Since they were poor, they had no voices.

“They don’t know any better,” I was told.

I trained to be a physician at New Orleans Charity Hospital from 1979 through 1985.

“Why didn’t she come in before her foot was gangrenous?” I asked. We had to do an emergency amputation of a woman’s foot.

“Multigenerational poverty.”

We shook our heads and clucked our tongues behind blue paper masks as her foot thumped into the stainless steel bucket. We all knew she wouldn’t take care of her diabetes. She’d be back for us to take off the leg. We knew there was nothing we could do about it. She wouldn’t come back till she was desperate again.

But there was no care for her except emergency care, no options for her to get across town to crowded student-staffed medical clinics.

“Emergency” care meant waiting in a packed concrete room for hours and days to be triaged into care by students.

I didn’t feel too bad about being a doctor for these people, even though I was only a student.

“If it were not me, they’d have no doctor at all,” I thought.

As a student in a rural satellite hospital, I delivered pre-term and stillborn babies from women who had no prenatal care. On the wards at the “Big Charity”, I stayed up at night hanging IV bags so they wouldn’t run dry. I came in early to be sure my patient in heart failure got her diuretic tablet. I hoarded syringes so I would have them to draw blood from my patients.

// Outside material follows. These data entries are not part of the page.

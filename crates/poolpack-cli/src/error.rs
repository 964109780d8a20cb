//! Error handling for the poolpack CLI.
//!
//! Library errors pass through [`CliError`] unchanged; the variants added
//! here cover what only the CLI knows about, such as a run that finished
//! with a failed task. [`cli_error_to_miette`] turns any of them into a
//! diagnostic for `main`.

mod miette;

use thiserror::Error;

pub use self::miette::cli_error_to_miette;

/// Top-level CLI error type.
#[derive(Debug, Error)]
pub enum CliError {
    /// Errors from the pipeline library (configuration, task graph, watcher)
    #[error(transparent)]
    Pipeline(#[from] poolpack::Error),

    /// A run finished with a fatal task failure
    #[error("Task '{task}' failed: {message}")]
    RunFailed {
        /// Name of the failed task
        task: String,
        /// The task's error
        message: String,
    },

    /// Invalid command-line arguments or options
    #[error("Invalid argument: {0}")]
    InvalidArgument(String),

    /// I/O errors from file system operations
    #[error("I/O error: {0}")]
    Io(#[from] std::io::Error),
}

impl From<poolpack::ConfigError> for CliError {
    fn from(err: poolpack::ConfigError) -> Self {
        CliError::Pipeline(err.into())
    }
}

/// Result type alias using `CliError` as the default error type.
pub type Result<T, E = CliError> = std::result::Result<T, E>;

#[cfg(test)]
mod tests {
    use super::*;
    use std::path::PathBuf;

    #[test]
    fn test_config_error_converts() {
        let err: CliError = poolpack::ConfigError::EntryNotFound(PathBuf::from("lib/worker.js")).into();
        assert!(matches!(err, CliError::Pipeline(poolpack::Error::Config(_))));
        assert!(err.to_string().contains("lib/worker.js"));
    }

    #[test]
    fn test_run_failed_names_task() {
        let err = CliError::RunFailed {
            task: "minify-main".to_string(),
            message: "Unexpected token".to_string(),
        };
        assert_eq!(err.to_string(), "Task 'minify-main' failed: Unexpected token");
    }
}
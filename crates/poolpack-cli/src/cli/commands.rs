use clap::{Args, Subcommand};

/// Available poolpack subcommands
#[derive(Subcommand, Debug)]
pub enum Command {
    /// Run the default pipeline once
    ///
    /// Bundles the worker, embeds it, bundles the main library and writes
    /// the minified build with its source map. Exits non-zero when a fatal
    /// task fails.
    Build,

    /// Run the default pipeline, then rebuild whenever a source file changes
    ///
    /// Generated files never trigger a rebuild. Failed rebuilds are reported
    /// and watching continues until Ctrl+C.
    Watch,

    /// Run one or more named tasks
    ///
    /// Examples:
    ///   poolpack task embed-worker
    ///   poolpack task minify-main --no-deps
    Task(TaskArgs),

    /// List the tasks and their prerequisites
    Tasks,
}

/// Arguments for the task command
#[derive(Args, Debug)]
pub struct TaskArgs {
    /// Tasks to run, in order
    #[arg(required = true, value_name = "NAME")]
    pub names: Vec<String>,

    /// Skip prerequisites and read their outputs from disk
    #[arg(long)]
    pub no_deps: bool,
}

And the nurses cared. There simply weren’t enough of them to do the work.

Crowded outpatient medical clinics were venues for students to write prescriptions. Treatment was pills. There was nothing else to offer.

We all cared.

I cared a lot.

But there was nothing else I could do but show up each day and shovel the ocean with my prescription-pad teaspoon. There was barely time to use the bathroom.

When I moved to Oregon in 1985, I felt like I had moved to heaven. People had access to medical care. The state still funded medical education. There was a two-tiered system between the private and the publicly funded, but there was care.

“Managed care” corporations moved into Oregon during the early nineties with promises of cost efficiencies. Drugs were promoted as the accessible alternative to other treatments.

As a physician, I was told to “get on the wagon or be left behind.” I worried aloud to deaf ears. People had kids and payments. They feared being left behind.

I stayed off the managed care wagon.

I was left behind.

Private practice medical care was replaced by fast prescription writing performed by employees of managed care corporations. Even the non-profits have been forced to adopt this “treatment model”.

Through good and bad times, there was a steady stream of budget cuts for all medical care and education. Hospitals closed. Clinics shut down. Medical education dollars evaporated. Non-pharmaceutical care options vanished as “cost efficiencies” were ruthlessly pursued.

Generous pharmaceutical companies helped by funding medical research and doctor training. They provided supplies of pill “samples” to be used to treat poor people while they awaited access to disability insurance treatment dollars.

When I left Oregon last year, the standard of care for most had been lowered to 1980’s Charity hospital. Even private insurance venues are staffed by trainees wielding prescription pads. Medical students and nursing students come cheap.

Over twenty-five years, through good economic times and bad, the pool of “have-nots” became an ocean in Oregon. Non-drug treatments were removed.

There’s not much left but high-profit pills and emergency rooms.

In 2004 I went to work in a crisis clinic for high-need, low-resource people. My mandate was to write prescriptions to keep people out of expensive hospitals and bridge patients to other care providers.

But there is no one else.

They’ve been cut.

“Why did he wait till it got so bad?”

“The homeless. The poor. They don’t know any better.”

Last year I came to Santa Cruz county in the financially struggling State of California.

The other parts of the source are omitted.